• _Requirement_
Lines from the start of the data through the line containing "use super::*;" must be given again exactly. Leave the others out.

(Beginning of Data extract)

//! The scope subset test.

/// Checks the scopes carried by a token against the scopes the operation
/// requires.
///
/// When the spec requires no scopes the check accepts. Otherwise at least
/// one required scope must appear in the presented list — an intentional
/// any-of match, not full subset containment.
#[must_use]
pub fn matched_scopes(token_scopes: &[String], spec_scopes: Option<&[String]>) -> bool {
    match spec_scopes {
        None => true,
        Some(spec) if spec.is_empty() => true,
        Some(spec) => spec.iter().any(|required| token_scopes.contains(required)),
    }
}

#[cfg(test)]
mod tests {
    use super::*;

    fn scopes(values: &[&str]) -> Vec<String> {
        values.iter().map(|s| s.to_string()).collect()
    }

    #[test]
    fn empty_spec_scopes_accept_anything() {
        assert!(matched_scopes(&scopes(&[]), None));
        assert!(matched_scopes(&scopes(&[]), Some(&[])));
        assert!(matched_scopes(&scopes(&["read"]), Some(&[])));
    }

    #[test]
    fn one_overlapping_scope_is_enough() {
        let spec = scopes(&["read", "write"]);
        assert!(matched_scopes(&scopes(&["read"]), Some(&spec)));
    }

    #[test]
    fn disjoint_scopes_reject() {
        let spec = scopes(&["read", "write"]);
        assert!(!matched_scopes(&scopes(&["delete"]), Some(&spec)));
    }

    #[test]
    fn empty_token_scopes_reject_when_spec_requires_any() {
        let spec = scopes(&["read"]);
        assert!(!matched_scopes(&scopes(&[]), Some(&spec)));
    }
}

(End of Data extract)

• _Written answer_
//! The scope subset test.

/// Checks the scopes carried by a token against the scopes the operation
/// requires.
///
/// When the spec requires no scopes the check accepts. Otherwise at least
/// one required scope must appear in the presented list — an intentional
/// any-of match, not full subset containment.
#[must_use]
pub fn matched_scopes(token_scopes: &[String], spec_scopes: Option<&[String]>) -> bool {
    match spec_scopes {
        None => true,
        Some(spec) if spec.is_empty() => true,
        Some(spec) => spec.iter().any(|required| token_scopes.contains(required)),
    }
}

#[cfg(test)]
mod tests {
    use super::*;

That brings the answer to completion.